Getting Started with Google Sheets

Creating a New Calendar

You can quickly add a new calendar based on a Google Sheet. Here's how.

1. Copy the URL of your Google Sheet

Find the sheet you're interested in and copy the whole URL from your browser's window. 

2. Click "Add New Calendar" in DayBack

Navigate to DayBack's admin settings ( https://app.dayback.com/#/settings) and click on "Google Sheets" in the left-hand sidebar, turning its visibility to "on" if it's not already.

Now click "Add New Calendar" and give your calendar a name. Paste the URL into the field labeled "Google Sheet URL".

Don't see "Google Sheets' in the settings sidebar? Be sure you're logged into DayBack as an administrator.

3. Enter Your Date & Time Format

There are a number of optional fields below the sheet URL that you can use to specify just part of a sheet.

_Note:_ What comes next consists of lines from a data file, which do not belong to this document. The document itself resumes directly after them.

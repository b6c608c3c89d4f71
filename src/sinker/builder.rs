use std::time::Duration;

use backon::ExponentialBuilder;
use tonic::metadata::MetadataMap;
use tracing::info;

use crate::SinkError;
use crate::buffer::BlockBuffer;
use crate::client::SubstreamsClientConfig;
use crate::liveness::LivenessChecker;
use crate::pb::substreams::v1::{Module, Modules, module};
use crate::range::BlockRange;
use crate::sinker::{Sinker, SubstreamsMode};
use crate::stats::Stats;

/// Undo buffer capacity used by the standard flag set; builders start with
/// no buffer until [`SinkerBuilder::undo_buffer_size`] is called.
pub const DEFAULT_UNDO_BUFFER_SIZE: usize = 12;

/// Default cap on consecutive reconnection attempts, spanning roughly five
/// minutes of exponential backoff.
pub const DEFAULT_MAX_RETRIES: usize = 15;

/// Builder/configuration for a [`Sinker`].
pub struct SinkerBuilder {
    mode: SubstreamsMode,
    modules: Modules,
    output_module: Module,
    output_module_hash: String,
    client_config: SubstreamsClientConfig,

    undo_buffer_size: usize,
    infinite_retry: bool,
    final_blocks_only: bool,
    backoff: ExponentialBuilder,
    liveness_checker: Option<Box<dyn LivenessChecker>>,
    block_range: Option<BlockRange>,
    extra_headers: MetadataMap,
    average_block_processing_time: bool,
    average_blocks_per_second: bool,
}

impl SinkerBuilder {
    /// Starts a builder from the stream request essentials: the module
    /// graph, the output module to sink (with its hash) and the endpoint
    /// connection settings.
    #[must_use]
    pub fn new(
        mode: SubstreamsMode,
        modules: Modules,
        output_module: Module,
        output_module_hash: impl AsRef<[u8]>,
        client_config: SubstreamsClientConfig,
    ) -> Self {
        Self {
            mode,
            modules,
            output_module,
            output_module_hash: hex::encode(output_module_hash),
            client_config,
            undo_buffer_size: 0,
            infinite_retry: false,
            final_blocks_only: false,
            backoff: ExponentialBuilder::default()
                .with_min_delay(Duration::from_millis(500))
                .with_factor(1.5)
                .with_jitter()
                .with_max_times(DEFAULT_MAX_RETRIES),
            liveness_checker: None,
            block_range: None,
            extra_headers: MetadataMap::new(),
            average_block_processing_time: false,
            average_blocks_per_second: false,
        }
    }

    /// Buffers up to `size` non-final blocks to absorb fork reorganizations
    /// before they reach the handler; 0 disables buffering.
    ///
    /// A buffer too small for an actual fork makes the sinker fail when the
    /// corresponding undo signal arrives; a buffer too large delays delivery
    /// by as many blocks.
    #[must_use]
    pub fn undo_buffer_size(mut self, size: usize) -> Self {
        self.undo_buffer_size = size;
        self
    }

    /// Retries forever instead of giving up after
    /// [`DEFAULT_MAX_RETRIES`] consecutive failed attempts.
    #[must_use]
    pub fn infinite_retry(mut self) -> Self {
        self.infinite_retry = true;
        self
    }

    /// Requests only final blocks from the endpoint. The undo buffer is
    /// disabled and the undo handler is never invoked.
    #[must_use]
    pub fn final_blocks_only(mut self) -> Self {
        self.final_blocks_only = true;
        self
    }

    /// Replaces the default exponential backoff (500 ms initial, 1.5
    /// multiplier, jittered).
    #[must_use]
    pub fn backoff(mut self, backoff: ExponentialBuilder) -> Self {
        self.backoff = backoff;
        self
    }

    /// Enables the liveness signal passed to the data handler.
    #[must_use]
    pub fn liveness_checker(mut self, checker: impl LivenessChecker + 'static) -> Self {
        self.liveness_checker = Some(Box::new(checker));
        self
    }

    /// Restricts the stream to `range` instead of streaming from the
    /// module's start block forever.
    #[must_use]
    pub fn block_range(mut self, range: BlockRange) -> Self {
        self.block_range = Some(range);
        self
    }

    /// Attaches extra gRPC metadata to every stream request.
    #[must_use]
    pub fn extra_headers(mut self, headers: MetadataMap) -> Self {
        self.extra_headers = headers;
        self
    }

    /// Tracks a rolling average of the time spent in the data handler.
    #[must_use]
    pub fn average_block_processing_time(mut self) -> Self {
        self.average_block_processing_time = true;
        self
    }

    /// Tracks a rolling average of blocks delivered per second.
    #[must_use]
    pub fn average_blocks_per_second(mut self) -> Self {
        self.average_blocks_per_second = true;
        self
    }

    /// Validates the configuration and builds the [`Sinker`].
    ///
    /// # Errors
    ///
    /// [`SinkError::Configuration`] when the output module is not a mapper.
    pub fn build(self) -> Result<Sinker, SinkError> {
        if !matches!(self.output_module.kind, Some(module::Kind::KindMap(_))) {
            return Err(SinkError::Configuration(format!(
                "output module {:?} is not of type 'Mapper'",
                self.output_module.name
            )));
        }

        // Final-only streams cannot fork, the buffer would only add latency.
        let buffer = (!self.final_blocks_only && self.undo_buffer_size > 0)
            .then(|| BlockBuffer::new(self.undo_buffer_size));

        let backoff = if self.infinite_retry {
            self.backoff.without_max_times()
        } else {
            self.backoff
        };

        let block_range = self
            .block_range
            .map_or_else(|| "none".to_string(), |range| range.to_string());

        info!(
            mode = %self.mode,
            module_count = self.modules.modules.len(),
            output_module_name = %self.output_module.name,
            output_module_hash = %self.output_module_hash,
            client_config = %self.client_config,
            buffer = buffer.is_some(),
            block_range = %block_range,
            infinite_retry = self.infinite_retry,
            final_blocks_only = self.final_blocks_only,
            liveness_checker = self.liveness_checker.is_some(),
            "sinker configured"
        );

        Ok(Sinker {
            mode: self.mode,
            modules: self.modules,
            output_module: self.output_module,
            output_module_hash: self.output_module_hash,
            client_config: self.client_config,
            buffer,
            block_range: self.block_range,
            final_blocks_only: self.final_blocks_only,
            liveness_checker: self.liveness_checker,
            backoff,
            extra_headers: self.extra_headers,
            stats: Stats::new(
                self.average_block_processing_time,
                self.average_blocks_per_second,
            ),
        })
    }
}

Enter those if needed and then find the DayBack setting named "Sheet Date Format". Look at the date format used in your sheet and enter the matching format here. For example, if your sheet shows dates like 2020-04-26, you'd enter YYYY-MM-DD. A list of all the available formats can be found here.

Remember, this isn't the format you wish to see in the calendar: this is how the dates are showing up on your Google Sheet. You're telling DayBack how to interpret your dates.

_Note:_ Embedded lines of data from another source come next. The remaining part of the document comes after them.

impl Respond for RedirectChain {
    fn respond(&self, request: &Request) -> ResponseTemplate {
        let hop: usize = request
            .url
            .path()
            .trim_start_matches("/hop/")
            .parse()
            .unwrap_or(0);
        if hop >= self.last {
            ResponseTemplate::new(200).set_body_string("end of chain")
        } else {
            ResponseTemplate::new(302).insert_header("Location", format!("/hop/{}", hop + 1))
        }
    }
}

/// Reads each request and closes the connection without answering.
/// Returns the URL and the number of connections accepted so far.
async fn hang_up_server() -> (String, Arc<AtomicUsize>) {
    let listener = TcpListener::bind("127.0.0.1:0").await.unwrap();
    let addr = listener.local_addr().unwrap();
    let accepted = Arc::new(AtomicUsize::new(0));
    let counter = Arc::clone(&accepted);
    tokio::spawn(async move {
        while let Ok((mut socket, _)) = listener.accept().await {
            counter.fetch_add(1, Ordering::SeqCst);
            let mut buf = [0u8; 4096];
            let _ = socket.read(&mut buf).await;
            drop(socket);
        }
    });
    (format!("http://{}/a.txt", addr), accepted)
}

/// Answers every request with a body shorter than its Content-Length
async fn truncated_body_server() -> String {
    let listener = TcpListener::bind("127.0.0.1:0").await.unwrap();
    let addr = listener.local_addr().unwrap();
    tokio::spawn(async move {
        while let Ok((mut socket, _)) = listener.accept().await {
            let mut buf = [0u8; 4096];
            let _ = socket.read(&mut buf).await;
            let _ = socket
                .write_all(b"HTTP/1.1 200 OK\r\nContent-Length: 100\r\n\r\npartial")
                .await;
            let _ = socket.shutdown().await;
        }
    });
    format!("http://{}/broken.txt", addr)
}

#[tokio::test]
async fn test_download_into_directory() -> Result<()> {
    let server = MockServer::start().await;
    serve(&server, "/a.txt", "X").await;
    let temp_dir = TempDir::new()?;

    let mut action = DownloadAction::new()
        .src(format!("{}/a.txt", server.uri()))
        .dest(temp_dir.path());
    action.execute().await?;

    let file = temp_dir.path().join("a.txt");
    assert_eq!(fs::read_to_string(&file)?, "X");
    assert!(!action.is_up_to_date());
    assert!(!action.is_skipped());
    assert_eq!(action.output_files()?, vec![file]);
    Ok(())
}
use std::collections::HashMap;
use std::str::FromStr;

use crate::error::DownloadError;

#[derive(Debug, Clone, Copy, PartialEq, Eq, Default)]
pub enum AuthScheme {
    #[default]
    Basic,
    Digest,
}

impl FromStr for AuthScheme {
    type Err = DownloadError;

    fn from_str(s: &str) -> Result<Self, Self::Err> {
        if s.eq_ignore_ascii_case("basic") {
            Ok(Self::Basic)
        } else if s.eq_ignore_ascii_case("digest") {
            Ok(Self::Digest)
        } else {
            Err(DownloadError::InvalidAuthScheme(s.to_string()))
        }
    }
}

/// A parsed `WWW-Authenticate: Digest ...` challenge
#[derive(Debug, Clone, PartialEq)]
pub struct DigestChallenge {
    pub realm: String,
    pub nonce: String,
    pub opaque: Option<String>,
    pub algorithm: Option<String>,
    pub qop: Option<String>,
}

impl DigestChallenge {
    pub fn parse(header: &str) -> Option<Self> {
        let header = header.trim();
        let (scheme, rest) = header.split_once(char::is_whitespace)?;
        if !scheme.eq_ignore_ascii_case("digest") {
            return None;
        }

        let params = parse_params(rest);
        Some(Self {
            realm: params.get("realm")?.clone(),
            nonce: params.get("nonce")?.clone(),
            opaque: params.get("opaque").cloned(),
            algorithm: params.get("algorithm").cloned(),
            qop: params.get("qop").cloned(),
        })
    }

    fn is_sess(&self) -> bool {
        self.algorithm
            .as_deref()
            .is_some_and(|a| a.eq_ignore_ascii_case("MD5-sess"))
    }

    fn supports_auth_qop(&self) -> bool {
        self.qop
            .as_deref()
            .is_some_and(|q| q.split(',').any(|v| v.trim().eq_ignore_ascii_case("auth")))
    }

    /// Builds the `Authorization` header value for one request (RFC 2617)
    pub fn authorization(
        &self,
        username: &str,
        password: &str,
        method: &str,
        uri: &str,
        cnonce: &str,
        nc: u32,
    ) -> String {
        let nc = format!("{:08x}", nc);
        let mut ha1 = md5_hex(&format!("{}:{}:{}", username, self.realm, password));
        if self.is_sess() {
            ha1 = md5_hex(&format!("{}:{}:{}", ha1, self.nonce, cnonce));
        }
        let ha2 = md5_hex(&format!("{}:{}", method, uri));

        let qop_auth = self.supports_auth_qop();
        let response = if qop_auth {
            md5_hex(&format!(
                "{}:{}:{}:{}:auth:{}",
                ha1, self.nonce, nc, cnonce, ha2
            ))
        } else {
            md5_hex(&format!("{}:{}:{}", ha1, self.nonce, ha2))
        };

        let mut header = format!(
            "Digest username=\"{}\", realm=\"{}\", nonce=\"{}\", uri=\"{}\", response=\"{}\"",
            username, self.realm, self.nonce, uri, response
        );
        if let Some(algorithm) = &self.algorithm {
            header.push_str(&format!(", algorithm={}", algorithm));
        }
        if qop_auth {
            header.push_str(&format!(", qop=auth, nc={}, cnonce=\"{}\"", nc, cnonce));
        }
        if let Some(opaque) = &self.opaque {
            header.push_str(&format!(", opaque=\"{}\"", opaque));
        }
        header
    }
}

fn md5_hex(input: &str) -> String {
    format!("{:x}", md5::compute(input.as_bytes()))
}

/// Parses `key=value` and `key="quoted, value"` pairs
fn parse_params(input: &str) -> HashMap<String, String> {
    let mut params = HashMap::new();
    let mut chars = input.chars().peekable();

    loop {
        while chars.peek().is_some_and(|c| c.is_whitespace() || *c == ',') {
            chars.next();
        }
        let key: String = chars
            .by_ref()
            .take_while(|c| *c != '=')
            .collect::<String>()
            .trim()
            .to_ascii_lowercase();
        if key.is_empty() {
            break;
        }

        let mut value = String::new();
        if chars.peek() == Some(&'"') {
            chars.next();
            while let Some(c) = chars.next() {
                match c {
                    '\\' => {
                        if let Some(escaped) = chars.next() {
                            value.push(escaped);
                        }
                    }
                    '"' => break,
                    _ => value.push(c),
                }
            }
        } else {
            while let Some(c) = chars.peek() {
                if *c == ',' {
                    break;
                }
                value.push(*c);
                chars.next();
            }
            value = value.trim().to_string();
        }
        params.insert(key, value);
    }

    params
}
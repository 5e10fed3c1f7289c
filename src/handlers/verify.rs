use anyhow::Result;
use console::{Term, style};
use download_task::VerifyAction;
use std::path::PathBuf;

pub async fn handle_verify(file: PathBuf, checksum: String, algorithm: String) -> Result<()> {
    let term = Term::stdout();

    let action = VerifyAction::new()
        .src(&file)
        .algorithm(&algorithm)
        .checksum(checksum);
    action.execute().await?;

    term.write_line(&format!(
        "{} {} checksum of {} matches",
        style("✅").green(),
        style(action.get_algorithm()).cyan(),
        style(file.display()).cyan()
    ))?;
    Ok(())
}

Once you have the date format done, move to the next field, the "Sheet Time Format." 

4. Enter your sheet's column names into DayBack

Click on "Field Mapping" at the top of the screen and for each calendar field in DayBack, enter the heading of the column for that field. Column names are letters like A or BD.

Do the same on the next tab, creating any custom fields you'd like to see in the calendar. For example, this is where you'll include currency fields to track money.

That's it!

Click "Back to Calendar" in the upper-left of DayBack settings and you should see the rows from your Google Sheet as events on your calendar.


Who Can See Your Sheet?

DayBack respects the sharing options you've assigned to your sheet in Google. So if you want other users in your DayBack group to see your calendar, be sure to edit the sharing options for your sheet and share it with everyone in your G-Suite group.

Note that you don't need to make the sheet "public" in order to share a read-only version of it with DayBack. The sharing feature built into DayBack essentially exports the information visible on the calendar so share recipients don't need access to the original source--your Google Sheet. More here: Publish & Share Your Calendar.